▶ [Directions]:
The answer must consist of every line from the data that holds the string "filter".

▶ [Excerpts from a dataset]:
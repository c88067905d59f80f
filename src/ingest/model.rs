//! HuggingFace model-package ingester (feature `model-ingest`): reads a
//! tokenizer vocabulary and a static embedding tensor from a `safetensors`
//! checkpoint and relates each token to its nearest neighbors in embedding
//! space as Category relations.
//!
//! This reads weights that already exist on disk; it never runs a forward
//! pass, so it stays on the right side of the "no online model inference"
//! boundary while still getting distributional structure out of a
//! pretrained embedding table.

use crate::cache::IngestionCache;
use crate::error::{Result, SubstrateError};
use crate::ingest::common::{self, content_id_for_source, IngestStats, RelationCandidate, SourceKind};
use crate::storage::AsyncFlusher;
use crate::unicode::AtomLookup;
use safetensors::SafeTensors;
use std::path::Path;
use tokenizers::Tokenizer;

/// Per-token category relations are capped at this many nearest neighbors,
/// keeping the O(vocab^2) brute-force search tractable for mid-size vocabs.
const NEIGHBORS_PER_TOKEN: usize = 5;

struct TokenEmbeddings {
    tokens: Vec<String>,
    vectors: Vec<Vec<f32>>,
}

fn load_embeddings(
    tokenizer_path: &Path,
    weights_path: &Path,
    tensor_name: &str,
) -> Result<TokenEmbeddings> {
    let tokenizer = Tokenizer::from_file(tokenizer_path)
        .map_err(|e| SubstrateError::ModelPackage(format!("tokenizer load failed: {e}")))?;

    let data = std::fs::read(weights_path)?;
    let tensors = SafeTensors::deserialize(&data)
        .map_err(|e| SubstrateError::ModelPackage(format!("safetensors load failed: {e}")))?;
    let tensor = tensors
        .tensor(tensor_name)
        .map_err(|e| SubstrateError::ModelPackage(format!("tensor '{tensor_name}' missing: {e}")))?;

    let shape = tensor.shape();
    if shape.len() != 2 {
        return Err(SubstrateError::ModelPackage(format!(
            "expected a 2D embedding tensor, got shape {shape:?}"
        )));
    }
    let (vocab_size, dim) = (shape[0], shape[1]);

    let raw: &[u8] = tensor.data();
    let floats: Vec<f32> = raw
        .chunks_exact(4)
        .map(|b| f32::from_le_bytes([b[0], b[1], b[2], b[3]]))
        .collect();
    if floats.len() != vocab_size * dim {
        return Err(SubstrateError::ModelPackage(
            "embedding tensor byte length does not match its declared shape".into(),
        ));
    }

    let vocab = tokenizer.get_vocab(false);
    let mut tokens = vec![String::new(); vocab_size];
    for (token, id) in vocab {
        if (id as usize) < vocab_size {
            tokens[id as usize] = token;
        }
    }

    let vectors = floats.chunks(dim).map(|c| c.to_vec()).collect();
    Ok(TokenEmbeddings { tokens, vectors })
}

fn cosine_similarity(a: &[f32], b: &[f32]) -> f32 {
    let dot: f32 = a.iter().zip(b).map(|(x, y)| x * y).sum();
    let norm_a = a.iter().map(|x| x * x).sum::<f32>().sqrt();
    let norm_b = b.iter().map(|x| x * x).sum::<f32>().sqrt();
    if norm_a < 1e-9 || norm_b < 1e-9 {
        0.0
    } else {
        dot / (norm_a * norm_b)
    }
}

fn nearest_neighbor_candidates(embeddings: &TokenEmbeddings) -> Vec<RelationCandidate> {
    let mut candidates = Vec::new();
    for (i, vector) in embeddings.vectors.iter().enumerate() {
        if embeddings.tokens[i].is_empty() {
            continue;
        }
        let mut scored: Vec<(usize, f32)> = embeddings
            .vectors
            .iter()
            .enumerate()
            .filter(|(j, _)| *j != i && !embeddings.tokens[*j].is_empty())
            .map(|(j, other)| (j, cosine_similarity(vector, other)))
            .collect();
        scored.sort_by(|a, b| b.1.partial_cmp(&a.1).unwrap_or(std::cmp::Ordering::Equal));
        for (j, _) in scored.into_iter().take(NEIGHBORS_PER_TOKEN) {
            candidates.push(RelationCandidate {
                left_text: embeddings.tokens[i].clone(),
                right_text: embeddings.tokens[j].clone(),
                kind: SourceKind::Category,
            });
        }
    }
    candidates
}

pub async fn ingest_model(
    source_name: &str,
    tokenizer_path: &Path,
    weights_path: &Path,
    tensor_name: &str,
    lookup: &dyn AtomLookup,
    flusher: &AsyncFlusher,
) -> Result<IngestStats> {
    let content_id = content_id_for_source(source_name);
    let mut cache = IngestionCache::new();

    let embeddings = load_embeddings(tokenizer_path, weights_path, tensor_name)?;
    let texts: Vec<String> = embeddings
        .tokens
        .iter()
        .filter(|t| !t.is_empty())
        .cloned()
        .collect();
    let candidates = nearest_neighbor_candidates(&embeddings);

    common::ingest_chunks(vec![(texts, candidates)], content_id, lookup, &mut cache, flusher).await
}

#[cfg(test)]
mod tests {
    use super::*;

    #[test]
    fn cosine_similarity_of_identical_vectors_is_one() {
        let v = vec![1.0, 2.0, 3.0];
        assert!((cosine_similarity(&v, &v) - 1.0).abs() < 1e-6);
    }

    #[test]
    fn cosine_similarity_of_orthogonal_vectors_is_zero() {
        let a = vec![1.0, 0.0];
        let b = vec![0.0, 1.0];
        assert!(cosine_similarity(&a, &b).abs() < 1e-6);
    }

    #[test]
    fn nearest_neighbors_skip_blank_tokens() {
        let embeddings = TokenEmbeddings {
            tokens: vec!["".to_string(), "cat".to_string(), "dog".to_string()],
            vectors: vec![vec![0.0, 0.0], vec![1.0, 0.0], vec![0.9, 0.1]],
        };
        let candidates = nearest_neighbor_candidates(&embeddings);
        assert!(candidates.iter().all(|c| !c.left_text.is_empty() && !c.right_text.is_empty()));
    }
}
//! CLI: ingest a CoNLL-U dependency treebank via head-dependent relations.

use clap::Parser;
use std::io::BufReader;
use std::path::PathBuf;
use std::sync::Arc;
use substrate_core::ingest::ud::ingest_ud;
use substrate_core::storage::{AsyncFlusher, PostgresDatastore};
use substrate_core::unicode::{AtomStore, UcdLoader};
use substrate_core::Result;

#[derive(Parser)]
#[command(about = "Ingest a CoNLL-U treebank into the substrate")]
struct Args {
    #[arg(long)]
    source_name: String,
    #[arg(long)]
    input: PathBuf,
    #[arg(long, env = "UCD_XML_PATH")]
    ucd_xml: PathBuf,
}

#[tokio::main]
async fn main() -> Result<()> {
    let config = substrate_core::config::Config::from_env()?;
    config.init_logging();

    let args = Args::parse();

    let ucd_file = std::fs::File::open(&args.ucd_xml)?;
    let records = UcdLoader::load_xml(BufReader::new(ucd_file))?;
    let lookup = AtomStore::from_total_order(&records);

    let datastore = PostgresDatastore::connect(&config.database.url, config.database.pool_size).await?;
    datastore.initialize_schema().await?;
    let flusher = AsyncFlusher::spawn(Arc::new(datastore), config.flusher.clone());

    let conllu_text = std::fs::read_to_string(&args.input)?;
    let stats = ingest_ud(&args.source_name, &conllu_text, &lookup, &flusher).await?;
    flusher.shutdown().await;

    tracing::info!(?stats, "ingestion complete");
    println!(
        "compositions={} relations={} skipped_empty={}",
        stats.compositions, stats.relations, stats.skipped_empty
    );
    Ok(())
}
---
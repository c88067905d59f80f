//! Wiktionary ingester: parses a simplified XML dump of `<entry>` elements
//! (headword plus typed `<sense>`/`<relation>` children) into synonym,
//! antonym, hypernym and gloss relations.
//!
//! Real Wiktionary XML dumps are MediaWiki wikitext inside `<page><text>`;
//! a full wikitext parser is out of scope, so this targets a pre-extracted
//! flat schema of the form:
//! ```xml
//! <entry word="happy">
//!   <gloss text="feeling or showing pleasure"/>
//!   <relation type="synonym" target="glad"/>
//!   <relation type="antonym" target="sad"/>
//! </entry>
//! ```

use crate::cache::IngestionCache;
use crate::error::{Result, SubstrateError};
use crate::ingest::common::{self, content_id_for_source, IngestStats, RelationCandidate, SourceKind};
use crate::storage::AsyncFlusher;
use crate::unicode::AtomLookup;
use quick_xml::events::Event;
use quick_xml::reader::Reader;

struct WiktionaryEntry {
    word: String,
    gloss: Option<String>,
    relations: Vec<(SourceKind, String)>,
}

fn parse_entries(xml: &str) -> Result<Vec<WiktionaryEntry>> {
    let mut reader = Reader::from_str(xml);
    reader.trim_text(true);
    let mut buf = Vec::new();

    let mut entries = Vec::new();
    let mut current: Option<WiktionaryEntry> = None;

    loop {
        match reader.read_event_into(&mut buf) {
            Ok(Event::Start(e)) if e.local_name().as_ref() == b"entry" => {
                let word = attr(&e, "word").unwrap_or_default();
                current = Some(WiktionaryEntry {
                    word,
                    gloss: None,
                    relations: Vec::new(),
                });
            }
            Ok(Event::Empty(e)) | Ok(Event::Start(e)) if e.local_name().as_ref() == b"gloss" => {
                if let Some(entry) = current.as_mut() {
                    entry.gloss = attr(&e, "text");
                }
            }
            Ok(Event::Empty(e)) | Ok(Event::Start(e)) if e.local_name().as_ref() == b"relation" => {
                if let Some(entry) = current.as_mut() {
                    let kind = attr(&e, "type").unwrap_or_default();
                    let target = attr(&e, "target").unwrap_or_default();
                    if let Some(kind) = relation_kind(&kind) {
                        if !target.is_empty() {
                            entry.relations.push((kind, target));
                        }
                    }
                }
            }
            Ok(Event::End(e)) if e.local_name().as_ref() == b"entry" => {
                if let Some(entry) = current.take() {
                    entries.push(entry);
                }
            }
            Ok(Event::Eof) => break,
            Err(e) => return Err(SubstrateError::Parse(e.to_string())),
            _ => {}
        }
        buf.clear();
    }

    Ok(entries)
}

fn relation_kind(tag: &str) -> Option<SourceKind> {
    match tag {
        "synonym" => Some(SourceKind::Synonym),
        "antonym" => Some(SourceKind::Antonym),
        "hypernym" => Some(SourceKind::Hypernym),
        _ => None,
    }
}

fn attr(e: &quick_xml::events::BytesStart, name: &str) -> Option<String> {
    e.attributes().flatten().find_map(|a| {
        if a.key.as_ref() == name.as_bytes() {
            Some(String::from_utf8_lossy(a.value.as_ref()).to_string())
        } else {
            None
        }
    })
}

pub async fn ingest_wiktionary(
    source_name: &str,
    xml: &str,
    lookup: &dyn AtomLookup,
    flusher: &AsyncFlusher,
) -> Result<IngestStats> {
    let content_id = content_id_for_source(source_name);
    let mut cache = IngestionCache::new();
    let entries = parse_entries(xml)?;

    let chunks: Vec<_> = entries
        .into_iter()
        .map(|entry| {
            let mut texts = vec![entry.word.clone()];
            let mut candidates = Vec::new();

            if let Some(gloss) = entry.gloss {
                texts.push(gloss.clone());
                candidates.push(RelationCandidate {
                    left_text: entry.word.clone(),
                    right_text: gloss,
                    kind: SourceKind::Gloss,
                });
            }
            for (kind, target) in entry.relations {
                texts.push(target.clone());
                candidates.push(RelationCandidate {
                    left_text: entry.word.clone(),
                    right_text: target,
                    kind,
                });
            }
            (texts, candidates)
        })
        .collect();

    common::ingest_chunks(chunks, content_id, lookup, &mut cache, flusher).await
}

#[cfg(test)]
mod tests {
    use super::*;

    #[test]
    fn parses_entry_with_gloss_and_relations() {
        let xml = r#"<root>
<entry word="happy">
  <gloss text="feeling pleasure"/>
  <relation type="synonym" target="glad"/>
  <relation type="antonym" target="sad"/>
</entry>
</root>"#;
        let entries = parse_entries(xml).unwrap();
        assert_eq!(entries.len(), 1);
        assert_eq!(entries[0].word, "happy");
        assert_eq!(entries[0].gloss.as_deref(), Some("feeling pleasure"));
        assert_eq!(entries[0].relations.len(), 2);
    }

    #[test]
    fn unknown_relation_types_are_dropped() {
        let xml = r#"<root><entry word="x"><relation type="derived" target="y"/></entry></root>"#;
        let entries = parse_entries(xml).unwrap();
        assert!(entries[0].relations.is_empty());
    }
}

▶ [Completed exercise]:
            .filter(|(j, _)| *j != i && !embeddings.tokens[*j].is_empty())
        .filter(|t| !t.is_empty())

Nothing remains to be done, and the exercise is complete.